Output every entry exactly as written.

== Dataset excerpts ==
┌────────
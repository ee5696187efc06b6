//! Live-log data source
//!
//! `LogSource` is the seam between the session and whatever produces
//! snapshots. `HttpLogSource` talks to the short-link service; tests plug
//! in scripted sources.

mod http;
pub mod poller;

pub use http::HttpLogSource;
pub use poller::{FetchTicket, LiveState, Poller};

use async_trait::async_trait;

use crate::errors::Result;
use crate::models::LogEntry;

/// 快照数据源
#[async_trait]
pub trait LogSource: Send + Sync {
    /// 拉取一次当前窗口内的访问记录
    async fn fetch(&self, admin: bool) -> Result<Vec<LogEntry>>;

    /// 数据源名称（用于日志）
    fn name(&self) -> &'static str;
}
└────────
== EXERCISE ANSWER ==
repository ee5696187efc06b6
//! Live-log data source
//!
//! `LogSource` is the seam between the session and whatever produces
//! snapshots. `HttpLogSource` talks to the short-link service; tests plug
//! in scripted sources.

mod http;
pub mod poller;

pub use http::HttpLogSource;
pub use poller::{FetchTicket, LiveState, Poller};

use async_trait::async_trait;

use crate::errors::Result;
use crate::models::LogEntry;

/// 快照数据源
#[async_trait]
pub trait LogSource: Send + Sync {
    /// 拉取一次当前窗口内的访问记录
    async fn fetch(&self, admin: bool) -> Result<Vec<LogEntry>>;

    /// 数据源名称（用于日志）
    fn name(&self) -> &'static str;
}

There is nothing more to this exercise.